Fat may not get much press, but it’s essential to the proper functioning of our bodies. Since 2009 and the discovery of new types of adipose tissue in humans, both brown and beige, biological research in this field has accelerated. White adipose tissue accounts for over 95% of body fat. It helps regulate energy metabolism by storing and releasing the energy we need to live.
Brown adipose tissue has an entirely different role: it participates in adaptive thermogenesis. In other words, it dissipates stored energy in the form of heat, thereby regulating body temperature. However, it has been found to be dysfunctional in obese patients, as well as during aging. It therefore appears to be an object of study and a major therapeutic target.
Given its low quantity in the body, stimulating the conversion of white adipose tissue into beige tissue, whose properties are very similar to those of brown tissue, is the avenue favoured by scientists. Until now, in vitro study models have been limited to conventional two-dimensional cell cultures in Petri dishes, far from reproducing the complex three-dimensional context of tissue in vivo. On the other hand, animal-based models do not present the same physiology of these tissues as humans.
The multidisciplinary collaboration of the teams involved in the scientific study has enabled the development of a unique tissue engineering process for generating pre-vascularized organoids of human beige adipose tissue of variable dimensions. Organoids are increasingly used in medical research to produce models capable of mimicking the physiology of human tissues by reproducing their structural complexity and cellular variety. They can be used both for the development of in vitro tests as an alternative to animal experimentation, and for their transplantation for therapeutic purposes.
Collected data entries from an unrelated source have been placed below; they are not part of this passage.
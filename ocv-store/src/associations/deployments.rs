use std::collections::BTreeMap;

use anyhow::Context;
use ocv_core::prelude::*;
use serde_json as json;

use crate::collection::Collection;
use crate::projection::{
    GroupedIndex,
    Projection,
    project,
};

// deployment name -> the deployment config that was serialized into its annotations
pub type EncodedConfigs = BTreeMap<String, json::Value>;

// deployment name -> the deployment's pod template (`spec.template`)
pub type PodTemplates = BTreeMap<String, json::Value>;

// Returns Ok(None) if the deployment doesn't carry the annotation at all; a present-but-malformed
// annotation is an error, which the caller is expected to log and move on from.
pub fn parse_encoded_config(deployment: &DynamicObject, annotation_key: &str) -> anyhow::Result<Option<json::Value>> {
    let Some(raw) = deployment.annotations().get(annotation_key) else {
        return Ok(None);
    };

    let config: json::Value = json::from_str(raw)
        .with_context(|| format!("malformed {annotation_key} annotation on {}", deployment.namespaced_name()))?;
    Ok(Some(config))
}

pub fn deployments_by_config(deployments: &Collection, annotation_key: &str) -> GroupedIndex {
    project(deployments, &Projection::Annotation(annotation_key.into()), None)
}

pub fn pod_templates(deployments: &Collection) -> PodTemplates {
    deployments
        .iter()
        .filter_map(|(name, d)| Some((name.clone(), d.data.pointer("/spec/template")?.clone())))
        .collect()
}
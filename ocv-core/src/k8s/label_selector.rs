use std::collections::{
    BTreeMap,
    BTreeSet,
};
use std::fmt;
use std::str::FromStr;

use lazy_static::lazy_static;
use regex::Regex;
use serde::{
    Deserialize,
    Deserializer,
    Serialize,
    Serializer,
    de,
};

use crate::errors::*;
use crate::prelude::*;

// The meanings of these operators is explained here:
// https://kubernetes.io/docs/concepts/overview/working-with-objects/labels/#set-based-requirement
pub const OPERATOR_IN: &str = "In";
pub const OPERATOR_NOT_IN: &str = "NotIn";
pub const OPERATOR_EXISTS: &str = "Exists";
pub const OPERATOR_DOES_NOT_EXIST: &str = "DoesNotExist";

lazy_static! {
    static ref SET_TERM_RE: Regex = Regex::new(r"^([^\s!=()]+)\s+(in|notin)\s*\((.*)\)$").expect("set term regex is valid");
    static ref KEY_RE: Regex =
        Regex::new(r"^([A-Za-z0-9]([A-Za-z0-9._-]*[A-Za-z0-9])?/)?[A-Za-z0-9]([A-Za-z0-9._-]*[A-Za-z0-9])?$")
            .expect("label key regex is valid");
    static ref VALUE_RE: Regex =
        Regex::new(r"^([A-Za-z0-9]([A-Za-z0-9._-]*[A-Za-z0-9])?)?$").expect("label value regex is valid");
}

err_impl! {SelectorError,
    #[error("malformed label selector requirement: {0:?}")]
    MalformedRequirement(metav1::LabelSelectorRequirement),

    #[error("could not parse label selector term: {0}")]
    InvalidTerm(String),
}

#[derive(Clone, Debug, Eq, Hash, Ord, PartialEq, PartialOrd)]
pub enum Requirement {
    Equals(String, String),
    NotEquals(String, String),
    In(String, BTreeSet<String>),
    NotIn(String, BTreeSet<String>),
    Exists(String),
    DoesNotExist(String),
}

impl Requirement {
    pub fn key(&self) -> &str {
        match self {
            Requirement::Equals(k, _)
            | Requirement::NotEquals(k, _)
            | Requirement::In(k, _)
            | Requirement::NotIn(k, _)
            | Requirement::Exists(k)
            | Requirement::DoesNotExist(k) => k,
        }
    }

    pub fn matches(&self, labels: &BTreeMap<String, String>) -> bool {
        match self {
            Requirement::Equals(k, v) => labels.get(k) == Some(v),
            Requirement::NotEquals(k, v) => labels.get(k) != Some(v),
            Requirement::In(k, values) => labels.get(k).is_some_and(|v| values.contains(v)),
            Requirement::NotIn(k, values) => !labels.get(k).is_some_and(|v| values.contains(v)),
            Requirement::Exists(k) => labels.contains_key(k),
            Requirement::DoesNotExist(k) => !labels.contains_key(k),
        }
    }
}

impl fmt::Display for Requirement {
    fn fmt(&self, f: &mut fmt::Formatter) -> fmt::Result {
        let join = |values: &BTreeSet<String>| values.iter().cloned().collect::<Vec<_>>().join(",");
        match self {
            Requirement::Equals(k, v) => write!(f, "{k}={v}"),
            Requirement::NotEquals(k, v) => write!(f, "{k}!={v}"),
            Requirement::In(k, values) => write!(f, "{k} in ({})", join(values)),
            Requirement::NotIn(k, values) => write!(f, "{k} notin ({})", join(values)),
            Requirement::Exists(k) => write!(f, "{k}"),
            Requirement::DoesNotExist(k) => write!(f, "!{k}"),
        }
    }
}

// A LabelSelector is a conjunction of requirements; the empty selector matches everything.  The
// requirements are kept in a set so that two selectors built in a different order compare equal,
// which is what lets the label filter skip no-op selector changes.
//
// Selectors are validated when they're built, which means matching can never fail.
#[derive(Clone, Debug, Default, Eq, Hash, PartialEq)]
pub struct LabelSelector {
    requirements: BTreeSet<Requirement>,
}

impl LabelSelector {
    pub fn everything() -> LabelSelector {
        LabelSelector::default()
    }

    pub fn from_pairs<K, V, I>(pairs: I) -> LabelSelector
    where
        K: Into<String>,
        V: Into<String>,
        I: IntoIterator<Item = (K, V)>,
    {
        LabelSelector {
            requirements: pairs
                .into_iter()
                .map(|(k, v)| Requirement::Equals(k.into(), v.into()))
                .collect(),
        }
    }

    pub fn with(mut self, req: Requirement) -> LabelSelector {
        self.requirements.insert(req);
        self
    }

    pub fn parse(s: &str) -> anyhow::Result<LabelSelector> {
        let mut requirements = BTreeSet::new();
        for term in split_terms(s) {
            requirements.insert(parse_term(term)?);
        }
        Ok(LabelSelector { requirements })
    }

    pub fn is_empty(&self) -> bool {
        self.requirements.is_empty()
    }

    pub fn requirements(&self) -> impl Iterator<Item = &Requirement> {
        self.requirements.iter()
    }

    pub fn matches(&self, labels: &BTreeMap<String, String>) -> bool {
        self.requirements.iter().all(|req| req.matches(labels))
    }
}

// Split on the top-level commas, i.e., not the ones inside of an "in (a,b)" term
fn split_terms(s: &str) -> Vec<&str> {
    let mut terms = vec![];
    let (mut depth, mut start) = (0, 0);
    for (i, c) in s.char_indices() {
        match c {
            '(' => depth += 1,
            ')' => depth -= 1,
            ',' if depth == 0 => {
                terms.push(&s[start..i]);
                start = i + 1;
            },
            _ => (),
        }
    }
    terms.push(&s[start..]);
    terms.into_iter().map(str::trim).filter(|t| !t.is_empty()).collect()
}

fn parse_term(term: &str) -> anyhow::Result<Requirement> {
    let req = if let Some(caps) = SET_TERM_RE.captures(term) {
        let key = caps[1].to_string();
        let values: BTreeSet<_> = caps[3]
            .split(',')
            .map(str::trim)
            .filter(|v| !v.is_empty())
            .map(String::from)
            .collect();
        if values.is_empty() {
            bail!(SelectorError::invalid_term(term));
        }
        match &caps[2] {
            "in" => Requirement::In(key, values),
            _ => Requirement::NotIn(key, values),
        }
    } else if let Some((k, v)) = term.split_once("!=") {
        Requirement::NotEquals(k.trim().into(), v.trim().into())
    } else if let Some((k, v)) = term.split_once("==").or_else(|| term.split_once('=')) {
        Requirement::Equals(k.trim().into(), v.trim().into())
    } else if let Some(k) = term.strip_prefix('!') {
        Requirement::DoesNotExist(k.trim().into())
    } else {
        Requirement::Exists(term.into())
    };

    validate(&req).then_some(req).ok_or_else(|| SelectorError::invalid_term(term))
}

fn validate(req: &Requirement) -> bool {
    if !KEY_RE.is_match(req.key()) {
        return false;
    }
    match req {
        Requirement::Equals(_, v) | Requirement::NotEquals(_, v) => VALUE_RE.is_match(v),
        Requirement::In(_, values) | Requirement::NotIn(_, values) => values.iter().all(|v| VALUE_RE.is_match(v)),
        Requirement::Exists(_) | Requirement::DoesNotExist(_) => true,
    }
}

impl TryFrom<&metav1::LabelSelector> for LabelSelector {
    type Error = anyhow::Error;

    fn try_from(sel: &metav1::LabelSelector) -> anyhow::Result<LabelSelector> {
        let mut requirements = BTreeSet::new();
        for (k, v) in sel.match_labels.iter().flatten() {
            requirements.insert(Requirement::Equals(k.clone(), v.clone()));
        }

        // LabelSelectorRequirement is considered invalid if the Operator is "In" or NotIn"
        // and there are no values; conversely for "Exists" and "DoesNotExist".
        for expr in sel.match_expressions.iter().flatten() {
            let values: BTreeSet<String> = expr.values.iter().flatten().cloned().collect();
            let req = match (expr.operator.as_str(), values.is_empty()) {
                (OPERATOR_IN, false) => Requirement::In(expr.key.clone(), values),
                (OPERATOR_NOT_IN, false) => Requirement::NotIn(expr.key.clone(), values),
                (OPERATOR_EXISTS, true) => Requirement::Exists(expr.key.clone()),
                (OPERATOR_DOES_NOT_EXIST, true) => Requirement::DoesNotExist(expr.key.clone()),
                _ => bail!(SelectorError::malformed_requirement(expr)),
            };
            requirements.insert(req);
        }
        Ok(LabelSelector { requirements })
    }
}

impl FromStr for LabelSelector {
    type Err = anyhow::Error;

    fn from_str(s: &str) -> anyhow::Result<LabelSelector> {
        LabelSelector::parse(s)
    }
}

impl fmt::Display for LabelSelector {
    fn fmt(&self, f: &mut fmt::Formatter) -> fmt::Result {
        let terms: Vec<_> = self.requirements.iter().map(|r| r.to_string()).collect();
        write!(f, "{}", terms.join(","))
    }
}

impl Serialize for LabelSelector {
    fn serialize<S>(&self, serializer: S) -> Result<S::Ok, S::Error>
    where
        S: Serializer,
    {
        serializer.collect_str(self)
    }
}

impl<'de> Deserialize<'de> for LabelSelector {
    fn deserialize<D>(deserializer: D) -> Result<LabelSelector, D::Error>
    where
        D: Deserializer<'de>,
    {
        let s = String::deserialize(deserializer)?;
        LabelSelector::parse(&s).map_err(de::Error::custom)
    }
}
By creating an appropriate biochemical and biomechanical microenvironment using hydrogel and defined growth-inducing factors, the scientists have developed a unique engineering process required for the emergence of millimeter-sized adipose tissue organoids, as well as centimeter-sized micro-tissues. Two patents have been filed for this work.
1 Collaboration between the Restore Institute (CNRS/EFS/Inserm/UT3), the Systems Analysis and Architecture Laboratory (LAAS-CNRS) and the Valrose Biology Institute (iBV, CNRS/Inserm/Université côte d’azur).